The results described here are consistent with the phenotype of Lim1 knockout mice in which the head region anterior to the otic vesicles fails to develop (17). Neural tissue generated by Xlim-1/3m expressed those anterior markers (Otx2 and en-2) that are missing in Lim1-null mice, whereas Krox-20 is expressed in Lim1-null mice but not in Xlim-1/3m-injected caps. An apparent inconsistency with the headless phenotype of Lim1 knockout mice is the fact that ventral expression of Xlim-1/3m in Xenopus embryos initiates only partial secondary axes that do not contain forebrain or eyes (19). We believe that in these experiments, Xlim-1/3m-generated anterior neural tissue may be posteriorized by the surrounding Xbra-expressing cells in the ventral equatorial zone in a situation akin to posterior dominance seen in earlier transplantation experiments (12), or in cell mixing experiments with anterior neural plate and posterior axial mesoderm (60).

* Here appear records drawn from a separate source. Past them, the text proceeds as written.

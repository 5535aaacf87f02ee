pub mod calendar;
pub mod client;
pub mod config;
pub mod error;
pub mod lifecycle;
pub mod models;
pub mod recurrence;
pub mod resolver;
pub mod services;
pub mod session;

pub use calendar::LessonCalendar;
pub use client::{HttpLessonApi, InMemoryLessonApi, LessonApi};
pub use config::ApiConfig;
pub use error::{LessonError, ValidationError};
pub use recurrence::{BatchOutcome, FailurePolicy, RecurrenceExpander, RecurrenceRequest, WeeklyRecurrence};
pub use services::LessonService;
pub use session::{Mode, Session};
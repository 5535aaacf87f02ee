use std::sync::Arc;

use clap::{Parser, Subcommand};
use lezioni::models::{LessonCandidate, LessonId, LessonTemplate, NaturalKey};
use lezioni::{
    ApiConfig, FailurePolicy, HttpLessonApi, LessonCalendar, LessonError, LessonService, Mode,
    Session, WeeklyRecurrence,
};
use tracing::{info, warn};
use tracing_subscriber::{layer::SubscriberExt, util::SubscriberInitExt};

/// Command line access to the lessons API.
#[derive(Debug, Parser)]
#[command(name = "lezioni", about = "Manage tutoring lessons from the terminal", version)]
struct Cli {
    /// Act as an administrator (allows deleting lessons).
    #[arg(long, global = true)]
    admin: bool,

    #[command(subcommand)]
    command: Command,
}

#[derive(Debug, Subcommand)]
enum Command {
    /// List a teacher's lessons.
    List {
        #[arg(long)]
        teacher: i64,
    },
    /// Show how many weekly lessons a range would create.
    Preview {
        #[arg(long)]
        from: String,
        #[arg(long)]
        until: String,
    },
    /// Create one lesson per week between two dates.
    CreateWeekly {
        #[arg(long)]
        teacher: i64,
        #[arg(long)]
        student: i64,
        #[arg(long)]
        from: String,
        #[arg(long)]
        until: String,
        #[arg(long, value_name = "HH:MM")]
        start: String,
        #[arg(long, value_name = "HH:MM")]
        end: String,
        #[arg(long)]
        room: String,
        /// Stop at the first failed lesson instead of skipping it.
        #[arg(long)]
        abort_on_error: bool,
    },
    /// Postpone a lesson.
    Postpone {
        #[arg(long)]
        teacher: i64,
        #[arg(long)]
        id: i64,
        #[arg(long, default_value = "")]
        reason: String,
    },
    /// Cancel a lesson.
    Cancel {
        #[arg(long)]
        teacher: i64,
        #[arg(long)]
        id: i64,
        #[arg(long, default_value = "")]
        reason: String,
    },
    /// Delete a lesson (admin only).
    Delete {
        #[arg(long)]
        teacher: i64,
        #[arg(long)]
        id: i64,
    },
}

fn session_from_env() -> Session {
    match (
        std::env::var("LEZIONI_TOKEN"),
        std::env::var("LEZIONI_USER_ID").ok().and_then(|v| v.parse().ok()),
    ) {
        (Ok(token), Some(user_id)) => Session::bearer(token, user_id),
        _ => {
            warn!("LEZIONI_TOKEN / LEZIONI_USER_ID not set, calling the API anonymously");
            Session::anonymous()
        }
    }
}

fn by_id(teacher: i64, id: i64) -> LessonCandidate {
    LessonCandidate {
        id: Some(LessonId(id)),
        teacher_id: Some(teacher),
        key: NaturalKey::default(),
    }
}

#[tokio::main]
async fn main() -> Result<(), Box<dyn std::error::Error>> {
    dotenvy::dotenv().ok();

    tracing_subscriber::registry()
        .with(tracing_subscriber::EnvFilter::new(
            std::env::var("RUST_LOG").unwrap_or_else(|_| "lezioni=info".to_string()),
        ))
        .with(tracing_subscriber::fmt::layer())
        .init();

    let cli = Cli::parse();

    if let Command::Preview { from, until } = &cli.command {
        let recurrence = WeeklyRecurrence::parse(from, until)?;
        println!("{}", recurrence.preview_text());
        for date in recurrence.dates() {
            println!("  {}", date);
        }
        return Ok(());
    }

    let mode = if cli.admin {
        Mode::Admin {
            can_delete: true,
            can_reassign: true,
        }
    } else {
        Mode::Teacher
    };
    let api = Arc::new(HttpLessonApi::new(ApiConfig::new_from_env()?)?);
    let mut service = LessonService::new(api, session_from_env(), mode);
    if let Command::CreateWeekly {
        abort_on_error: true,
        ..
    } = &cli.command
    {
        service = service.with_failure_policy(FailurePolicy::AbortOnError);
    }

    let result = run(&service, cli.command).await;
    if let Err(e) = &result {
        if e.is_auth_failure() {
            warn!("Session rejected by the server, log in again");
        }
    }
    Ok(result?)
}

async fn run(service: &LessonService, command: Command) -> Result<(), LessonError> {
    match command {
        Command::Preview { .. } => Ok(()),
        Command::List { teacher } => {
            let mut calendar = LessonCalendar::new(teacher);
            service.refresh(&mut calendar).await?;
            for lesson in calendar.lessons() {
                println!(
                    "{:>6} {} {}-{} allievo {} aula {} [{}]",
                    lesson.id.map(|id| id.to_string()).unwrap_or_default(),
                    lesson.date,
                    lesson.start_time.format("%H:%M"),
                    lesson.end_time.format("%H:%M"),
                    lesson.student_id,
                    lesson.room,
                    lesson.display_state()
                );
            }
            Ok(())
        }
        Command::CreateWeekly {
            teacher,
            student,
            from,
            until,
            start,
            end,
            room,
            ..
        } => {
            let recurrence = WeeklyRecurrence::parse(&from, &until)?;
            let template = LessonTemplate::parse(teacher, student, &start, &end, &room)?;
            let mut calendar = LessonCalendar::new(teacher);

            let outcome = service
                .create_weekly(&mut calendar, recurrence, template)
                .await?;

            info!("Batch {} done", outcome.batch_id);
            println!(
                "Create {} lezioni su {}",
                outcome.created.len(),
                outcome.requested
            );
            if outcome.shortfall() > 0 {
                println!("{} lezioni non create:", outcome.shortfall());
                for failure in &outcome.failures {
                    println!("  {}: {}", failure.date, failure.error);
                }
            }
            Ok(())
        }
        Command::Postpone {
            teacher,
            id,
            reason,
        } => {
            let mut calendar = LessonCalendar::new(teacher);
            let lesson = service
                .postpone(&mut calendar, &by_id(teacher, id), &reason)
                .await?;
            println!("Lezione {} {}", id, lesson.display_state());
            Ok(())
        }
        Command::Cancel {
            teacher,
            id,
            reason,
        } => {
            let mut calendar = LessonCalendar::new(teacher);
            let lesson = service
                .cancel(&mut calendar, &by_id(teacher, id), &reason)
                .await?;
            println!("Lezione {} {}", id, lesson.display_state());
            Ok(())
        }
        Command::Delete { teacher, id } => {
            let mut calendar = LessonCalendar::new(teacher);
            let deleted = service.delete(&mut calendar, &by_id(teacher, id)).await?;
            println!("Lezione {} eliminata", deleted);
            Ok(())
        }
    }
}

In conclusion, we suggest that the expression domains of Xlim-1 and Xbra specify the classically defined subdomains of the dorsal mesoderm, the head and trunk organizer (Fig. 6). Further we suggest that Xlim-1 and Xbra exert their inducing influence by eliciting the production of the secreted signaling factors chordin and eFGF that, in interaction with each other, with BMP4 (57, 58), and possibly additional factors, pattern the early CNS along its anteroposterior axis.
Acknowledgments
We thank J. Smith, K. Cho, E. Boncinelli, C. Kintner, M. Jamrich, R. Harland, D. Wilkinson, E. De Robertis, H. Isaacs, J. Slack, Y.-B. Shi, and C. Wright for plasmids and anti-HoxB9 antibodies. We also thank T. Sargent for critical reading of the manuscript.
Footnotes
Abbreviations: CNS, central nervous system; FGF, fibroblast growth factor; eFGF, embryonic FGF; bFGF, basic FGF; FITC, fluorescein isothiocyanate; RA, retinoic acid; NCAM, neural cell adhesion molecule; XFD, dominant-negative FGF receptor.